Task item —
Return verbatim every line from the first line of the data below to the line that contains "use crate::errors::Result;", inclusive, and no further.

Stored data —
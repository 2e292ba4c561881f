//! Per-request pipeline: route, normalize, generate, split

use std::sync::Arc;

use serde_json::Value;
use tracing::{debug, error};

use crate::config::DEFAULT_SYSTEM_PROMPT;
use crate::errors::Result;
use crate::generate::{GenerationRequest, Generator, QueryParams};
use crate::openapi::SpecDocument;
use crate::routing::{ResponseTarget, RouteTarget, Router};
use crate::schema::{build_envelope, normalize, split_envelope};

/// An incoming request, reduced to what routing and generation need
#[derive(Debug, Clone, Default)]
pub struct MockRequest {
    pub method: String,
    pub path: String,
    pub query: QueryParams,
}

impl MockRequest {
    pub fn new(method: &str, path: &str) -> Self {
        Self {
            method: method.to_string(),
            path: path.to_string(),
            query: QueryParams::new(),
        }
    }

    pub fn with_query(mut self, key: &str, value: &str) -> Self {
        self.query.insert(key.to_string(), value.to_string());
        self
    }
}

/// Status and optional JSON body to send back
#[derive(Debug, Clone, PartialEq)]
pub struct MockResponse {
    pub status: u16,
    pub body: Option<Value>,
}

impl MockResponse {
    pub fn empty(status: u16) -> Self {
        Self { status, body: None }
    }
}

/// A routed request whose body schema is ready for generation
#[derive(Debug, Clone)]
pub struct PreparedRoute<'a> {
    pub route: RouteTarget<'a>,
    /// Strict envelope schema, `None` for responses without content
    pub envelope: Option<Value>,
}

/// Strict envelope schema for a routed response, `None` when it has no content
pub fn envelope_schema(route: &RouteTarget<'_>) -> Option<Value> {
    match &route.response {
        ResponseTarget::Empty => None,
        ResponseTarget::Schema(schema) => Some(build_envelope(normalize(schema))),
    }
}

/// Turns requests into generated responses for one spec document
pub struct MockEngine<G> {
    router: Router,
    generator: G,
    system_prompt: String,
}

impl<G: Generator> MockEngine<G> {
    pub fn new(spec: Arc<SpecDocument>, generator: G) -> Self {
        Self {
            router: Router::new(spec),
            generator,
            system_prompt: DEFAULT_SYSTEM_PROMPT.to_string(),
        }
    }

    pub fn with_system_prompt(mut self, prompt: &str) -> Self {
        self.system_prompt = prompt.to_string();
        self
    }

    pub fn spec(&self) -> &SpecDocument {
        self.router.spec()
    }

    pub fn router(&self) -> &Router {
        &self.router
    }

    /// Route a request and build its envelope schema without generating
    pub fn prepare(&self, method: &str, path: &str) -> Result<PreparedRoute<'_>> {
        let route = self.router.route(method, path)?;
        let envelope = envelope_schema(&route);
        Ok(PreparedRoute { route, envelope })
    }

    /// Run the full pipeline for one request
    pub async fn handle(&self, request: &MockRequest) -> Result<MockResponse> {
        let PreparedRoute { route, envelope } = self.prepare(&request.method, &request.path)?;

        let Some(envelope) = envelope else {
            return Ok(MockResponse::empty(route.status));
        };

        debug!(
            template = route.template,
            schema = %envelope,
            "Prepared envelope schema"
        );

        let generation = GenerationRequest::new(&self.system_prompt, &request.query, &route.params, envelope);
        let generated = self.generator.generate(&generation).await?;
        debug!(generated = %generated, "Generated envelope");
        let response = split_envelope(generated, route.status)?;

        Ok(MockResponse {
            status: response.status,
            body: Some(response.body),
        })
    }

    /// Like [`handle`](Self::handle) but maps failures to their HTTP status
    pub async fn respond(&self, request: &MockRequest) -> MockResponse {
        match self.handle(request).await {
            Ok(response) => response,
            Err(e) => {
                if e.is_routing() {
                    debug!(method = %request.method, path = %request.path, reason = %e, "Request not routed");
                } else {
                    error!(method = %request.method, path = %request.path, error = %e, "Request failed");
                }
                MockResponse::empty(e.http_status())
            }
        }
    }
}

#[cfg(test)]
mod tests {
    use super::*;
    use crate::errors::SpecmockError;
    use serde_json::json;
    use std::sync::Mutex;

    /// Returns a fixed value and remembers the last request
    struct Scripted {
        reply: Result<Value>,
        seen: Mutex<Option<GenerationRequest>>,
    }

    impl Scripted {
        fn new(reply: Result<Value>) -> Self {
            Self {
                reply,
                seen: Mutex::new(None),
            }
        }
    }

    impl Generator for Scripted {
        async fn generate(&self, request: &GenerationRequest) -> Result<Value> {
            *self.seen.lock().unwrap() = Some(request.clone());
            match &self.reply {
                Ok(value) => Ok(value.clone()),
                Err(e) => Err(SpecmockError::Generation(e.to_string())),
            }
        }
    }

    fn spec() -> Arc<SpecDocument> {
        Arc::new(
            SpecDocument::from_value(&json!({
                "openapi": "3.0.0",
                "info": {"title": "t", "version": "1"},
                "paths": {
                    "/users/{id}": {"get": {"responses": {"200": {"description": "ok", "content": {
                        "application/json": {"schema": {
                            "type": "object",
                            "properties": {"id": {"type": "string", "format": "uuid"}}
                        }}
                    }}}}},
                    "/health": {"head": {"responses": {"204": {"description": "up"}}}}
                }
            }))
            .unwrap(),
        )
    }

    #[tokio::test]
    async fn test_handle_generates_body() {
        let engine = MockEngine::new(spec(), Scripted::new(Ok(json!({"body": {"id": "u1"}, "status": 200}))));
        let request = MockRequest::new("GET", "/users/u1").with_query("expand", "true");

        let response = engine.handle(&request).await.unwrap();
        assert_eq!(response, MockResponse { status: 200, body: Some(json!({"id": "u1"})) });

        let seen = engine.generator.seen.lock().unwrap().clone().unwrap();
        assert_eq!(seen.system, DEFAULT_SYSTEM_PROMPT);
        assert!(seen.user.contains("\"expand\":\"true\""));
        assert!(seen.user.contains("\"id\":\"u1\""));
        assert_eq!(seen.schema["required"], json!(["body", "status"]));
        assert_eq!(
            seen.schema["properties"]["body"],
            json!({
                "type": "object",
                "properties": {"id": {"type": "string"}},
                "additionalProperties": false,
                "required": ["id"]
            })
        );
    }

    #[tokio::test]
    async fn test_empty_response_skips_generator() {
        let engine = MockEngine::new(spec(), Scripted::new(Ok(json!(null))));
        let response = engine.handle(&MockRequest::new("HEAD", "/health")).await.unwrap();
        assert_eq!(response, MockResponse::empty(204));
        assert!(engine.generator.seen.lock().unwrap().is_none());
    }

    #[tokio::test]
    async fn test_respond_maps_errors() {
        let engine = MockEngine::new(spec(), Scripted::new(Ok(json!({"unexpected": true}))));

        assert_eq!(engine.respond(&MockRequest::new("GET", "/nope")).await.status, 404);
        assert_eq!(engine.respond(&MockRequest::new("POST", "/health")).await.status, 405);
        assert_eq!(engine.respond(&MockRequest::new("GET", "/users/1")).await, MockResponse::empty(500));
    }

    #[tokio::test]
    async fn test_generator_failure_is_server_error() {
        let engine = MockEngine::new(
            spec(),
            Scripted::new(Err(SpecmockError::Generation("boom".to_string()))),
        );
        let err = engine.handle(&MockRequest::new("GET", "/users/1")).await.unwrap_err();
        assert!(matches!(err, SpecmockError::Generation(_)));
    }

    #[test]
    fn test_prepare_builds_envelope() {
        let engine = MockEngine::new(spec(), Scripted::new(Ok(json!(null))));
        let prepared = engine.prepare("get", "/users/abc/").unwrap();
        assert_eq!(prepared.route.template, "/users/{id}");
        let envelope = prepared.envelope.unwrap();
        assert_eq!(envelope["properties"]["status"], json!({"type": "integer"}));
        assert_eq!(envelope["additionalProperties"], json!(false));
    }
}
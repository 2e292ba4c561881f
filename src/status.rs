//! Exit status codes for the CLI
//!
//! - 0: Success
//! - 1: Any error (bad config, unreadable spec, bind failure)
//! - 130: User interrupted (Ctrl+C, standard SIGINT exit code)

use std::process::{ExitCode, Termination};

/// Exit status codes following standard Unix conventions.
#[derive(Debug, Clone, Copy, PartialEq, Eq)]
#[repr(u8)]
pub enum ExitStatus {
    Success = 0,
    Error = 1,
    /// User interrupted (Ctrl+C) - standard SIGINT code
    Interrupted = 130,
}

impl Termination for ExitStatus {
    fn report(self) -> ExitCode {
        ExitCode::from(self as u8)
    }
}
//! OpenAPI path template matching
//!
//! Templates use OpenAPI syntax: a segment written as `{name}` binds the
//! corresponding request segment to `name`, every other segment must match
//! literally. Matching is first-match-wins over the template order.

use indexmap::IndexMap;

/// Path parameters extracted from a request, in template order
pub type PathParams = IndexMap<String, String>;

/// A single `/`-delimited template segment
#[derive(Debug, Clone, PartialEq, Eq)]
pub enum Segment {
    Literal(String),
    Param(String),
}

impl Segment {
    fn parse(raw: &str) -> Self {
        if raw.len() >= 2 && raw.starts_with('{') && raw.ends_with('}') {
            Segment::Param(raw[1..raw.len() - 1].to_string())
        } else {
            Segment::Literal(raw.to_string())
        }
    }
}

/// A compiled path template
#[derive(Debug, Clone)]
pub struct PathTemplate {
    raw: String,
    segments: Vec<Segment>,
}

impl PathTemplate {
    /// Compile a template such as `/users/{id}/posts`
    pub fn parse(template: &str) -> Self {
        let segments = normalize(template)
            .split('/')
            .map(Segment::parse)
            .collect();

        Self {
            raw: template.to_string(),
            segments,
        }
    }

    /// The template exactly as declared in the spec document
    pub fn as_str(&self) -> &str {
        &self.raw
    }

    pub fn segments(&self) -> &[Segment] {
        &self.segments
    }

    /// Names of the parameter segments, in order
    pub fn param_names(&self) -> impl Iterator<Item = &str> {
        self.segments.iter().filter_map(|s| match s {
            Segment::Param(name) => Some(name.as_str()),
            Segment::Literal(_) => None,
        })
    }

    /// Match a request path against the whole template.
    ///
    /// Returns the captured parameters when every segment matches and the
    /// segment counts are equal.
    pub fn matches(&self, path: &str) -> Option<PathParams> {
        let path = normalize(path);
        let parts: Vec<&str> = path.split('/').collect();

        if parts.len() != self.segments.len() {
            return None;
        }

        let mut params = PathParams::new();
        for (segment, part) in self.segments.iter().zip(parts) {
            match segment {
                Segment::Literal(literal) => {
                    if literal != part {
                        return None;
                    }
                }
                Segment::Param(name) => {
                    if part.is_empty() {
                        return None;
                    }
                    params.insert(name.clone(), part.to_string());
                }
            }
        }

        Some(params)
    }
}

/// A successful match: the selected template and its bound parameters
#[derive(Debug, Clone, PartialEq, Eq)]
pub struct PathMatch<'a> {
    pub template: &'a str,
    pub params: PathParams,
}

/// Templates compiled once and matched in declaration order
#[derive(Debug, Clone, Default)]
pub struct PathMatcher {
    templates: Vec<PathTemplate>,
}

impl PathMatcher {
    pub fn new<I, S>(templates: I) -> Self
    where
        I: IntoIterator<Item = S>,
        S: AsRef<str>,
    {
        Self {
            templates: templates
                .into_iter()
                .map(|t| PathTemplate::parse(t.as_ref()))
                .collect(),
        }
    }

    pub fn templates(&self) -> &[PathTemplate] {
        &self.templates
    }

    /// Return the first template that matches `path`
    pub fn find(&self, path: &str) -> Option<PathMatch<'_>> {
        self.templates.iter().find_map(|template| {
            template.matches(path).map(|params| PathMatch {
                template: template.as_str(),
                params,
            })
        })
    }
}

/// Match `path` against `templates` in order without keeping the compiled form
pub fn match_path<'a, I>(path: &str, templates: I) -> Option<PathMatch<'a>>
where
    I: IntoIterator<Item = &'a str>,
{
    templates.into_iter().find_map(|template| {
        PathTemplate::parse(template)
            .matches(path)
            .map(|params| PathMatch { template, params })
    })
}

/// Strip one trailing slash. The root path stays `/`.
fn normalize(path: &str) -> &str {
    let stripped = path.strip_suffix('/').unwrap_or(path);
    if stripped.is_empty() {
        "/"
    } else {
        stripped
    }
}

#[cfg(test)]
mod tests {
    use super::*;

    fn params(pairs: &[(&str, &str)]) -> PathParams {
        pairs.iter().map(|(k, v)| (k.to_string(), v.to_string())).collect()
    }

    #[test]
    fn test_exact_path() {
        let m = match_path("/test", ["/test"]).unwrap();
        assert_eq!(m.template, "/test");
        assert!(m.params.is_empty());
    }

    #[test]
    fn test_trailing_slash_on_request() {
        let m = match_path("/test/", ["/test"]).unwrap();
        assert_eq!(m.template, "/test");
    }

    #[test]
    fn test_trailing_slash_on_template() {
        let m = match_path("/test", ["/test/"]).unwrap();
        assert_eq!(m.template, "/test/");
    }

    #[test]
    fn test_single_parameter() {
        let m = match_path("/test/123", ["/test/{id}"]).unwrap();
        assert_eq!(m.template, "/test/{id}");
        assert_eq!(m.params, params(&[("id", "123")]));
    }

    #[test]
    fn test_multiple_parameters_keep_template_order() {
        let m = match_path("/test/123/action", ["/test/{id}/{action}"]).unwrap();
        let keys: Vec<&str> = m.params.keys().map(String::as_str).collect();
        assert_eq!(keys, vec!["id", "action"]);
        assert_eq!(m.params, params(&[("id", "123"), ("action", "action")]));
    }

    #[test]
    fn test_nested_parameters() {
        let m = match_path("/test/123/nested/456", ["/test/{id}/nested/{nestedId}"]).unwrap();
        assert_eq!(m.params, params(&[("id", "123"), ("nestedId", "456")]));
    }

    #[test]
    fn test_no_match() {
        assert!(match_path("/non-matching", ["/test"]).is_none());
    }

    #[test]
    fn test_empty_template_list() {
        assert!(match_path("/test", std::iter::empty()).is_none());
    }

    #[test]
    fn test_segment_count_must_agree() {
        assert!(match_path("/test/1/2", ["/test/{id}"]).is_none());
        assert!(match_path("/test", ["/test/{id}"]).is_none());
    }

    #[test]
    fn test_literal_then_param_template() {
        let m = match_path("/a/1", ["/a", "/a/{id}"]).unwrap();
        assert_eq!(m.template, "/a/{id}");
        assert_eq!(m.params, params(&[("id", "1")]));
    }

    #[test]
    fn test_first_listed_template_wins() {
        let m = match_path("/x/y", ["/x/{id}", "/x/y"]).unwrap();
        assert_eq!(m.template, "/x/{id}");
        assert_eq!(m.params, params(&[("id", "y")]));

        let m = match_path("/x/y", ["/x/y", "/x/{id}"]).unwrap();
        assert_eq!(m.template, "/x/y");
        assert!(m.params.is_empty());
    }

    #[test]
    fn test_empty_segment_does_not_bind() {
        assert!(match_path("/test//x", ["/test/{id}/x"]).is_none());
    }

    #[test]
    fn test_root_path() {
        let m = match_path("/", ["/"]).unwrap();
        assert_eq!(m.template, "/");
        assert!(match_path("/a", ["/"]).is_none());
    }

    #[test]
    fn test_trailing_slash_invariance() {
        let templates = ["/", "/users", "/users/{id}", "/users/{id}/posts/{postId}"];
        for path in ["/", "/users", "/users/42", "/users/42/posts/7", "/nothing"] {
            let with_slash = format!("{}/", path);
            assert_eq!(
                match_path(path, templates),
                match_path(&with_slash, templates),
                "path {}",
                path
            );
        }
    }

    #[test]
    fn test_substituted_values_round_trip() {
        let template = "/orgs/{org}/repos/{repo}/issues/{number}";
        let values = [("org", "rust-lang"), ("repo", "cargo"), ("number", "12345")];
        let concrete = values.iter().fold(template.to_string(), |acc, (name, value)| {
            acc.replace(&format!("{{{}}}", name), value)
        });

        let m = match_path(&concrete, [template]).unwrap();
        assert_eq!(m.template, template);
        assert_eq!(m.params, params(&values));
    }

    #[test]
    fn test_matcher_compiles_once() {
        let matcher = PathMatcher::new(["/pets", "/pets/{petId}"]);
        assert_eq!(matcher.templates().len(), 2);

        let m = matcher.find("/pets/9").unwrap();
        assert_eq!(m.template, "/pets/{petId}");
        assert_eq!(m.params.get("petId").map(String::as_str), Some("9"));
        assert!(matcher.find("/owners").is_none());
    }

    #[test]
    fn test_param_names() {
        let template = PathTemplate::parse("/a/{b}/c/{d}");
        assert_eq!(template.param_names().collect::<Vec<_>>(), vec!["b", "d"]);
        assert_eq!(template.segments()[1], Segment::Literal("a".to_string()));
    }
}
//! Mock HTTP server implementation

use std::net::SocketAddr;
use std::sync::Arc;
use std::time::Instant;

use tokio::io::{AsyncRead, AsyncReadExt, AsyncWriteExt};
use tokio::net::{TcpListener, TcpStream};
use tracing::{info, warn};

use super::engine::{MockEngine, MockRequest, MockResponse};
use crate::config::ServerConfig;
use crate::errors::{Result, SpecmockError};
use crate::generate::{Generator, QueryParams};

/// Largest request head accepted before the connection is answered with 400
const MAX_HEAD_SIZE: usize = 64 * 1024;

/// Mock HTTP server
pub struct MockServer<G> {
    config: Arc<ServerConfig>,
    engine: Arc<MockEngine<G>>,
}

impl<G: Generator + 'static> MockServer<G> {
    pub fn new(config: ServerConfig, engine: MockEngine<G>) -> Self {
        Self {
            config: Arc::new(config),
            engine: Arc::new(engine),
        }
    }

    /// Bind the configured address and serve until the task is dropped
    pub async fn run(&self) -> Result<()> {
        let addr: SocketAddr = self
            .config
            .address()
            .parse()
            .map_err(|e| SpecmockError::Config(format!("Invalid address: {}", e)))?;

        let listener = TcpListener::bind(&addr).await?;
        self.serve(listener).await
    }

    /// Serve connections from an already bound listener
    pub async fn serve(&self, listener: TcpListener) -> Result<()> {
        let addr = listener.local_addr()?;
        let spec = self.engine.spec();
        info!(address = %addr, title = %spec.title, "Mock server listening on http://{}", addr);

        if spec.paths.is_empty() {
            warn!("Spec declares no paths, all requests will return 404");
        }
        for (template, item) in &spec.paths {
            for method in item.operations.keys() {
                info!("  {:7} {}", method.to_uppercase(), template);
            }
        }

        loop {
            match listener.accept().await {
                Ok((stream, peer_addr)) => {
                    let engine = Arc::clone(&self.engine);
                    let config = Arc::clone(&self.config);

                    tokio::spawn(async move {
                        if let Err(e) = handle_connection(stream, peer_addr, &engine, &config).await {
                            warn!(peer = %peer_addr, error = %e, "Connection error");
                        }
                    });
                }
                Err(e) => {
                    warn!(error = %e, "Accept error");
                }
            }
        }
    }
}

/// Handle a single connection
async fn handle_connection<G: Generator>(
    mut stream: TcpStream,
    peer_addr: SocketAddr,
    engine: &MockEngine<G>,
    config: &ServerConfig,
) -> Result<()> {
    let head = match read_head(&mut stream).await? {
        RequestHead::Empty => return Ok(()),
        RequestHead::TooLarge => {
            warn!(peer = %peer_addr, limit = MAX_HEAD_SIZE, "Request head too large");
            let response = MockResponse::empty(400);
            return write_response(&mut stream, "GET", &response, config.cors).await;
        }
        RequestHead::Complete(head) => head,
    };

    let started = Instant::now();
    let (request, response) = match parse_request(&head) {
        Ok(request) => {
            let response = engine.respond(&request).await;
            (request, response)
        }
        Err(e) => {
            warn!(peer = %peer_addr, error = %e, "Malformed request");
            (MockRequest::default(), MockResponse::empty(400))
        }
    };
    let elapsed_ms = started.elapsed().as_millis();

    write_response(&mut stream, &request.method, &response, config.cors).await?;

    if config.log_requests {
        info!(
            method = %request.method,
            path = %request.path,
            status = response.status,
            elapsed_ms = elapsed_ms as u64,
            "{} {} {} - {} ms",
            request.method,
            request.path,
            response.status,
            elapsed_ms
        );
    }

    Ok(())
}

/// Outcome of reading a request head
#[derive(Debug, PartialEq)]
enum RequestHead {
    /// The peer closed without sending anything
    Empty,
    /// No blank line within [`MAX_HEAD_SIZE`] bytes
    TooLarge,
    Complete(String),
}

/// Read up to the end of the request head
async fn read_head<R: AsyncRead + Unpin>(stream: &mut R) -> Result<RequestHead> {
    let mut buf = Vec::with_capacity(8192);
    let mut chunk = [0u8; 8192];

    loop {
        let n = stream.read(&mut chunk).await?;
        if n == 0 {
            break;
        }
        buf.extend_from_slice(&chunk[..n]);
        if let Some(end) = buf.windows(4).position(|w| w == b"\r\n\r\n") {
            if end + 4 > MAX_HEAD_SIZE {
                return Ok(RequestHead::TooLarge);
            }
            break;
        }
        if buf.len() > MAX_HEAD_SIZE {
            return Ok(RequestHead::TooLarge);
        }
    }

    if buf.is_empty() {
        return Ok(RequestHead::Empty);
    }
    Ok(RequestHead::Complete(String::from_utf8_lossy(&buf).into_owned()))
}

/// Parse the request line of an HTTP request
fn parse_request(data: &str) -> Result<MockRequest> {
    let request_line = data
        .lines()
        .next()
        .ok_or_else(|| SpecmockError::Argument("Empty request".to_string()))?;

    let parts: Vec<&str> = request_line.split_whitespace().collect();
    if parts.len() < 2 {
        return Err(SpecmockError::Argument("Invalid request line".to_string()));
    }

    let method = parts[0].to_string();
    let target = parts[1];

    // Absolute-form targets carry scheme and authority
    let target = match target.find("://") {
        Some(scheme_end) => {
            let rest = &target[scheme_end + 3..];
            rest.find('/').map(|i| &rest[i..]).unwrap_or("/")
        }
        None => target,
    };

    let (path, query_str) = target.split_once('?').unwrap_or((target, ""));

    Ok(MockRequest {
        method,
        path: path.to_string(),
        query: parse_query_string(query_str),
    })
}

/// Parse query string into an ordered map
fn parse_query_string(query: &str) -> QueryParams {
    let mut map = QueryParams::new();

    for pair in query.split('&').filter(|p| !p.is_empty()) {
        let (key, value) = pair.split_once('=').unwrap_or((pair, ""));
        let key = key.replace('+', " ");
        let value = value.replace('+', " ");
        map.insert(
            urlencoding::decode(&key).map(|k| k.into_owned()).unwrap_or(key.clone()),
            urlencoding::decode(&value).map(|v| v.into_owned()).unwrap_or(value.clone()),
        );
    }
    map
}

async fn write_response(
    stream: &mut TcpStream,
    method: &str,
    response: &MockResponse,
    cors: bool,
) -> Result<()> {
    let body = match response.body {
        Some(ref json) => serde_json::to_vec(json)?,
        None => Vec::new(),
    };

    let mut head = format!(
        "HTTP/1.1 {} {}\r\n",
        response.status,
        http_status_text(response.status)
    );

    if response.body.is_some() {
        head.push_str("Content-Type: application/json; charset=utf-8\r\n");
    }
    head.push_str(&format!("Content-Length: {}\r\n", body.len()));
    head.push_str("Connection: close\r\n");

    if cors {
        head.push_str("Access-Control-Allow-Origin: *\r\n");
        head.push_str("Access-Control-Allow-Methods: GET, POST, PUT, DELETE, PATCH, OPTIONS\r\n");
        head.push_str("Access-Control-Allow-Headers: *\r\n");
    }
    head.push_str("\r\n");

    stream.write_all(head.as_bytes()).await?;
    if !method.eq_ignore_ascii_case("HEAD") {
        stream.write_all(&body).await?;
    }
    stream.flush().await?;

    Ok(())
}

/// Get HTTP status text
fn http_status_text(status: u16) -> &'static str {
    match status {
        100 => "Continue",
        200 => "OK",
        201 => "Created",
        202 => "Accepted",
        204 => "No Content",
        301 => "Moved Permanently",
        302 => "Found",
        304 => "Not Modified",
        400 => "Bad Request",
        401 => "Unauthorized",
        403 => "Forbidden",
        404 => "Not Found",
        405 => "Method Not Allowed",
        406 => "Not Acceptable",
        409 => "Conflict",
        422 => "Unprocessable Entity",
        429 => "Too Many Requests",
        500 => "Internal Server Error",
        502 => "Bad Gateway",
        503 => "Service Unavailable",
        _ => "Unknown",
    }
}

Solution for this task —
repository 2e292ba4c561881f
//! Per-request pipeline: route, normalize, generate, split

use std::sync::Arc;

use serde_json::Value;
use tracing::{debug, error};

use crate::config::DEFAULT_SYSTEM_PROMPT;
use crate::errors::Result;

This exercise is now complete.